Endeavour Morse doesn’t do hangovers. He doesn’t do slouching into work squinting against the morning sun, in yesterday’s shirt and teeth that feel all wrong in his mouth. He bottles all that up, slaps a cap on it and buries himself at his desk. He lets the hours tick by, evidence bagged and records filled. The archives are still being sorted, there’s plenty of dusty paperwork to keep him busy. Enough to pile up around his eyes, so he doesn’t have to see the world outside, or the desk just across from his. 

It’s almost afternoon when Thursday sends him off to investigate a suspected burglary, and he’s ready to drag Strange along with him, because the thrumming in his head is feeling more and more like a headache with every second. Then Jakes stands up, follows him out, and honestly Morse is just too tired to argue. He won’t argue, won’t make scene but that doesn’t mean he’s got anything to say to Jakes. The anger might not be there anymore but the gaping hole in his chest, the one the fits Jakes so well, that’s still there. 

Jakes tries to talk to him, about something stupid at first, and when he realises Morse isn’t playing along he snaps his jaw shut and waits until they’re at the scene. There it’s all constable and sergeant, and  _ yes sir, no sir, three bags full sir.  _ It’s the bare minimum to get by, Morse hasn’t the capacity for anything more right now. By the time he reaches home, he’s said maybe ten words all day. 

The next morning, it’s Strange who tells him Jakes is leaving. He acts surprised, agrees it’s odd, but that it’s probably for the best. Jakes corners him in the loos that afternoon, has him up against the sink. 

“Let’s talk about this Morse, please,” he says with those eyes all sad and pleading. Morse’s chest feels like it’s been cracked open. If Jakes wanted to he could reach right in and crush his heart between his fingers. Part of him wishes he would, to end it all. He opens his mouth to tell him as such, but his words betray him.
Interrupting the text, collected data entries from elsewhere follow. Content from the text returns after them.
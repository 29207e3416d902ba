//! Report events: types and broadcast bus.
//!
//! This module groups the event **data model** and the **bus** used to
//! publish/subscribe to reports emitted by the registry, signals, expiring
//! subscriptions, source bindings and subscriber workers.
//!
//! ## Contents
//! - [`EventKind`], [`Event`] event classification and payload metadata
//! - [`Bus`] thin wrapper over `tokio::sync::broadcast`
//!
//! ## Quick reference
//! - **Publishers**: `Registry`, `Signal` (lifecycle, dispatch failures),
//!   the expiry race, `Binding`, `SubscriberSet` workers (overflow/panic).
//! - **Consumers**: `Registry::subscribe()` receivers and the registry's
//!   subscriber listener (fans out to `SubscriberSet`).

mod bus;
mod event;

pub use bus::Bus;
pub use event::{Event, EventKind};
use std::collections::BTreeMap;
use std::fmt;
use std::sync::atomic::{AtomicU64, Ordering};

use parking_lot::Mutex;

use super::{EventSource, SourceHandler};

/// In-process [`EventSource`] fired explicitly with [`fire`](Self::fire).
///
/// Handlers run in subscription order on the calling thread, outside any lock.
pub struct ManualSource<T> {
    next: AtomicU64,
    handlers: Mutex<BTreeMap<u64, SourceHandler<T>>>,
}

impl<T: 'static> ManualSource<T> {
    /// Creates a source with no handlers.
    pub fn new() -> Self {
        Self {
            next: AtomicU64::new(0),
            handlers: Mutex::new(BTreeMap::new()),
        }
    }

    /// Runs every current handler with `args`. Returns how many ran.
    pub fn fire(&self, args: &T) -> usize {
        let snapshot: Vec<SourceHandler<T>> = self.handlers.lock().values().cloned().collect();
        for handler in &snapshot {
            handler(args);
        }
        snapshot.len()
    }

    /// Number of subscribed handlers.
    pub fn handler_count(&self) -> usize {
        self.handlers.lock().len()
    }
}

impl<T: 'static> Default for ManualSource<T> {
    fn default() -> Self {
        Self::new()
    }
}

impl<T: 'static> EventSource for ManualSource<T> {
    type Args = T;
    type Token = u64;

    fn subscribe(&self, handler: SourceHandler<T>) -> u64 {
        let token = self.next.fetch_add(1, Ordering::Relaxed);
        self.handlers.lock().insert(token, handler);
        token
    }

    fn unsubscribe(&self, token: u64) {
        self.handlers.lock().remove(&token);
    }
}

impl<T> fmt::Debug for ManualSource<T> {
    fn fmt(&self, f: &mut fmt::Formatter<'_>) -> fmt::Result {
        f.debug_struct("ManualSource")
            .field("handlers", &self.handlers.lock().len())
            .finish()
    }
}
//! # Waiting for the next emit.
//!
//! A [`Waiter`] is a one-shot connection whose callback feeds a oneshot channel.
//! Destroying the connection drops the sender, so the waiting task resumes with
//! [`WaitError::Cancelled`] instead of hanging.

use std::time::Duration;

use tokio::sync::oneshot;

use crate::error::WaitError;
use crate::signal::connection::{Connection, ConnectionKind, Handler};
use crate::signal::signal::Signal;

/// Pending wait for the next emit of a signal.
///
/// The backing connection is exposed so it can be slept, woken or destroyed
/// like any other subscription.
#[must_use = "a waiter does nothing unless awaited"]
pub struct Waiter<A> {
    connection: Connection<A>,
    rx: oneshot::Receiver<A>,
}

impl<A> Waiter<A> {
    /// Connection that will receive the next emit.
    pub fn connection(&self) -> &Connection<A> {
        &self.connection
    }

    /// Resolves with the next delivered payload.
    ///
    /// ### Errors
    /// [`WaitError::Cancelled`] if the connection died before delivery.
    pub async fn wait(self) -> Result<A, WaitError> {
        self.rx.await.map_err(|_| WaitError::Cancelled)
    }
}

impl<A> Signal<A>
where
    A: Clone + Send + Sync + 'static,
{
    /// Subscribes a one-shot connection and returns a handle to await it.
    ///
    /// ### Errors
    /// [`WaitError::Rejected`] if the signal is destroyed.
    pub fn waiter(&self) -> Result<Waiter<A>, WaitError> {
        let (tx, rx) = oneshot::channel();
        let connection = self.inner.register(
            ConnectionKind::OneShot,
            None,
            Handler::Once(Box::new(move |args: &A| {
                let _ = tx.send(args.clone());
            })),
        )?;
        Ok(Waiter { connection, rx })
    }

    /// Suspends the calling task until the next emit and returns its payload.
    ///
    /// ### Errors
    /// - [`WaitError::Rejected`] if the signal is destroyed
    /// - [`WaitError::Cancelled`] if the signal is cleaned up or destroyed while waiting
    pub async fn wait(&self) -> Result<A, WaitError> {
        self.waiter()?.wait().await
    }

    /// Like [`wait`](Self::wait), giving up after `timeout`.
    ///
    /// On timeout the backing connection is killed.
    ///
    /// ### Errors
    /// [`WaitError::TimedOut`] in addition to the errors of [`wait`](Self::wait).
    pub async fn wait_timeout(&self, timeout: Duration) -> Result<A, WaitError> {
        let waiter = self.waiter()?;
        let id = waiter.connection.id();
        match tokio::time::timeout(timeout, waiter.wait()).await {
            Ok(res) => res,
            Err(_) => {
                self.inner.unlink(id);
                Err(WaitError::TimedOut)
            }
        }
    }
}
“You’re going to make a great father, Peter.” 

* * *

This time, the in-between is what hurts the most. Jakes has two weeks before he ships out. There’s a do the night before, at the pub. It hovers in Morse’s calendar, watches him, stares at him. He both wants it to come and to never arrive. If it happens, then Jakes goes and Morse can be sad until he drinks enough to forget him, and then he’ll be okay again. If the day never passes Morse can pretend they still have it all. Half of him, some horrible selfish part, hopes Jakes will have some drunken night, where he turns up at Morse’s door and admits he’s got it all wrong, or that he needs one last night of passion before he marries into this dull American life. But Peter Jakes is not that man. He’s reliable, dependant, he’s a caring man with a tough exterior who does what’s right no matter the cost. So there’s no last night of passion, none of that.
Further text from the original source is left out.